Похищение
Европейская рассудочность века просвещения ну никак не ложится на русскую традицию, а потому стрекоза и муравей, если чуть вдуматься, являют нам модель чудовищных взаимоотношений — чудовищных для людей, не считающих слово «милосердие» пустым звуком. Уродливость басенной морали настолько очевидна, что миллионы школьников (а кто, кроме школьников, читает нынче великого баснописца?), покорно отбарабанив текст, не впускают в свое сознание смысл. Да и можно ли? Детям, к счастью, свойственно отталкивать условные схемы и наглядно проигрывать предлагаемые сюжеты. Хмурое, помертвелое небо. Осенний ветер, дождь срывается. Легкое платье — плясунья ведь! — облепило тонконогую фигуру. Голодно, зябко. Она стучит в окошко приземистого, ладно сложенного дома, откуда веет теплом и сытным запахом щей. «Ну, чего тебе? — спрашивает хозяин, отворив окно. — Да скорее говори, избу выстудишь, дров не напасешься». — «Мне бы, — робеет артистка, — поесть и согреться». — «Много вас тут ходит, дармоедов, голь перекатная. Чеши, пока собак не спустил!» И хрясь — захлопнул окошко.
Гони прочь существо, просящее о помощи, если его образ жизни не соответствует твоему идеалу, сколь бы он ни был узок, пошл, туп.
Однако, как сказал Иисус Иуде, что делаешь, делай скорее. Посему незамедлительно следует, открываемая рекомендованными тобою словами,
глава восьмая
Судьба обрушивается на человека подобно слепому верблюду.

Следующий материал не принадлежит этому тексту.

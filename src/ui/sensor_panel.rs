//! # Sensor Panel
//!
//! Right side panel with one card per environment sensor. A card turns red
//! when its reading leaves the healthy band (`SensorKind::is_nominal`).

use eframe::egui;
use egui::RichText;

use crate::telemetry::SensorKind;
use crate::telemetry::types::SENSOR_MAX;
use crate::ui::{AppState, CYAN, INACTIVE, RED};

/// Render one card per sensor, outlined red when the reading is in alert.
///
/// # Parameters
///
/// * `ctx` - egui context
/// * `state` - Application state holding the latest snapshot
pub fn render(ctx: &egui::Context, state: &mut AppState) {
    egui::SidePanel::right("sensors").exact_width(260.0).show(ctx, |ui| {
        ui.heading("Sensors");
        ui.separator();
        for kind in SensorKind::ALL {
            let value = state.state.sensors.get(kind);
            sensor_card(ui, kind, value);
            ui.add_space(8.0);
        }
    });
}

fn sensor_card(ui: &mut egui::Ui, kind: SensorKind, value: f64) {
    let color = if kind.is_nominal(value) { CYAN } else { RED };
    egui::Frame::group(ui.style()).stroke(egui::Stroke::new(1.0, color.gamma_multiply(0.5))).show(ui, |ui| {
        ui.set_width(ui.available_width());
        ui.label(RichText::new(kind.label()).monospace().small().color(INACTIVE));
        ui.horizontal(|ui| {
            ui.label(RichText::new(format!("{}", value.round() as i64)).monospace().size(28.0).strong().color(color));
            ui.label(RichText::new(kind.unit()).monospace().color(color));
        });
        ui.add(egui::ProgressBar::new((value / SENSOR_MAX).clamp(0.0, 1.0) as f32).fill(color).desired_height(6.0));
    });
}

Борхес Рервик пристально глядел на Салиму. Четыре луны, взошедшие на небосводе, не оставили никаких сомнений, на какой планете нашел убежище Болт со товарищи. Даже такой астрономический невежда, как Рервик, не мог ошибиться. Ай-яй! Но зачем этот корвет, этот полет? Зачем?.. И сразу же явились ответы на громоздившиеся в кучу вопросы. И все становилось на свое место. Малочисленность людей, скудность быта, боязнь, что Рервик увидит открытое небо.
— Так вот почему…
— Да. Но теперь, когда вы знаете, где мы находимся, вам не уйти. Вы подписали себе приговор.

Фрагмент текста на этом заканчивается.